Please Check Your Baggage at the Door
Oh Love is grand, isn't it? Up until the shine begins to fade a little when the Oxytocin diminishes in the brain. "Oxytocin evokes feelings of contentment, reductions in anxiety, and feelings of calmness and security around the mate," as stated by (Marazziti D, Dell'Osso B, Baroni S, Mungai F, Catena M, Rucci P, Albanese F, Giannaccini G, Betti L, Fabbrini L, Italiani P, Del Debbio A, Lucacchini A, Dell'Osso L (2006). "A relationship between oxytocin and anxiety of romantic attachment". Clin Pract). Of course, there are other factors which gets in the way of that "happy happy joy joy" feeling of new love such as stress, illness, time and distance (between lovers).
But one of the biggest faux pas I have seen in new relationships is the "baggage" brought in by BOTH people. Urban dictionary defines baggage as "an issue regarding a person's past that can affect their current disposition: addictions, debt, diseases, bad habits, past relationships (significant other or family), or kids." I would like to add to that definition to include unresolved feelings of hurt, anger, remorse, regrets, rejection, and I could go on and on and on!

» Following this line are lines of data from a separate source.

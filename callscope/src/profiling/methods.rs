//! Method identity lookup.
//!
//! Trees store bare [`MethodId`]s; human-readable names are resolved through
//! a [`MethodInfoMapper`] supplied by the host. The host's tables may grow
//! while results are being built, so lookups are bracketed by
//! `lock`/`unlock` (see [`MapperLock`]).

use serde::{Deserialize, Serialize};
use std::collections::HashMap;
use std::sync::{PoisonError, RwLock};

use crate::domain::MethodId;

/// Class, method name and signature of one instrumented method
#[derive(Debug, Clone, PartialEq, Eq, Hash, Serialize, Deserialize)]
pub struct MethodInfo {
    pub class_name: String,
    pub method_name: String,
    #[serde(default)]
    pub signature: String,
}

impl MethodInfo {
    #[must_use]
    pub fn new(
        class_name: impl Into<String>,
        method_name: impl Into<String>,
        signature: impl Into<String>,
    ) -> Self {
        Self {
            class_name: class_name.into().replace('/', "."),
            method_name: method_name.into(),
            signature: signature.into(),
        }
    }

    /// `pkg.Class.method(sig)`; an empty signature renders as `()`
    #[must_use]
    pub fn display_name(&self) -> String {
        if self.signature.is_empty() {
            format!("{}.{}()", self.class_name, self.method_name)
        } else {
            format!("{}.{}{}", self.class_name, self.method_name, self.signature)
        }
    }
}

/// Host-provided method table
pub trait MethodInfoMapper: Send + Sync {
    fn method_info(&self, id: MethodId) -> Option<MethodInfo>;

    /// Highest id currently known
    fn max_method_id(&self) -> u32;

    /// Called before a batch of lookups
    fn lock(&self, _mutable: bool) {}

    /// Called after a batch of lookups
    fn unlock(&self) {}

    /// Display name with a placeholder for unknown ids
    fn method_name(&self, id: MethodId) -> String {
        self.method_info(id)
            .map_or_else(|| format!("<unknown method #{}>", id.0), |m| m.display_name())
    }

    /// Declaring class with a placeholder for unknown ids
    fn class_name(&self, id: MethodId) -> String {
        self.method_info(id)
            .map_or_else(|| format!("<unknown class #{}>", id.0), |m| m.class_name)
    }
}

/// Scoped `lock`/`unlock` around mapper reads
pub struct MapperLock<'a> {
    mapper: &'a dyn MethodInfoMapper,
}

impl<'a> MapperLock<'a> {
    #[must_use]
    pub fn new(mapper: &'a dyn MethodInfoMapper, mutable: bool) -> Self {
        mapper.lock(mutable);
        Self { mapper }
    }
}

impl Drop for MapperLock<'_> {
    fn drop(&mut self) {
        self.mapper.unlock();
    }
}

#[derive(Debug, Default)]
struct MethodTableInner {
    /// Slot `i` holds method id `i + 1`
    infos: Vec<Option<MethodInfo>>,
    index: HashMap<MethodInfo, MethodId>,
}

/// In-memory [`MethodInfoMapper`] with id assignment on first sight
///
/// Used by stack sampling (methods are discovered from frames) and by
/// recordings that ship their own method table.
#[derive(Debug, Default)]
pub struct MethodTable {
    inner: RwLock<MethodTableInner>,
}

impl MethodTable {
    #[must_use]
    pub fn new() -> Self {
        Self::default()
    }

    /// Id for `info`, assigning the next free one if unseen
    pub fn register(&self, info: MethodInfo) -> MethodId {
        if let Some(id) = self
            .inner
            .read()
            .unwrap_or_else(PoisonError::into_inner)
            .index
            .get(&info)
        {
            return *id;
        }

        let mut inner = self.inner.write().unwrap_or_else(PoisonError::into_inner);
        if let Some(id) = inner.index.get(&info) {
            return *id;
        }
        let id = MethodId(u32::try_from(inner.infos.len() + 1).unwrap_or(u32::MAX));
        inner.infos.push(Some(info.clone()));
        inner.index.insert(info, id);
        id
    }

    /// Store `info` under a fixed id (recordings with host-assigned ids)
    pub fn insert(&self, id: MethodId, info: MethodInfo) {
        if id == MethodId::THREAD {
            return;
        }
        let mut inner = self.inner.write().unwrap_or_else(PoisonError::into_inner);
        let slot = id.index() - 1;
        if inner.infos.len() <= slot {
            inner.infos.resize(slot + 1, None);
        }
        inner.infos[slot] = Some(info.clone());
        inner.index.insert(info, id);
    }

    #[must_use]
    pub fn len(&self) -> usize {
        self.inner
            .read()
            .unwrap_or_else(PoisonError::into_inner)
            .index
            .len()
    }

    #[must_use]
    pub fn is_empty(&self) -> bool {
        self.len() == 0
    }

    /// Every registered (id, info) pair in id order
    #[must_use]
    pub fn entries(&self) -> Vec<(MethodId, MethodInfo)> {
        let inner = self.inner.read().unwrap_or_else(PoisonError::into_inner);
        inner
            .infos
            .iter()
            .enumerate()
            .filter_map(|(i, info)| {
                let id = MethodId(u32::try_from(i + 1).ok()?);
                info.clone().map(|info| (id, info))
            })
            .collect()
    }
}

impl MethodInfoMapper for MethodTable {
    fn method_info(&self, id: MethodId) -> Option<MethodInfo> {
        if id == MethodId::THREAD {
            return None;
        }
        let inner = self.inner.read().unwrap_or_else(PoisonError::into_inner);
        inner.infos.get(id.index() - 1).cloned().flatten()
    }

    fn max_method_id(&self) -> u32 {
        let inner = self.inner.read().unwrap_or_else(PoisonError::into_inner);
        u32::try_from(inner.infos.len()).unwrap_or(u32::MAX)
    }
}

The thing is we all have baggage; some bring a carry-on bag and others with a container load of stuff. The point being, we need to recognize and be self-aware enough to see how unfair we are to our new partner and to ourselves when we allow past relationships and events to interfere with the possible happiness of the new. And this, my friends, takes courage and personal strength! Courage to recognize those traits, however unattractive, that prevent us from finding, accepting, and embracing the potential love which is being offered to us. Personal strength to own up to our weaknesses and our fears so we can begin the healing process inside ourselves. Truth is we cannot love someone else completely until we completely love ourselves. Easier said than done, I know, since none of us are perfect, however, we are our perfect selves. And getting better everyday with conscious choice making, and making "love" an action (love is a verb!!!), and not some lofty ideal that most people think they can only achieve because someone else makes them happy. That's another article for later, trust me.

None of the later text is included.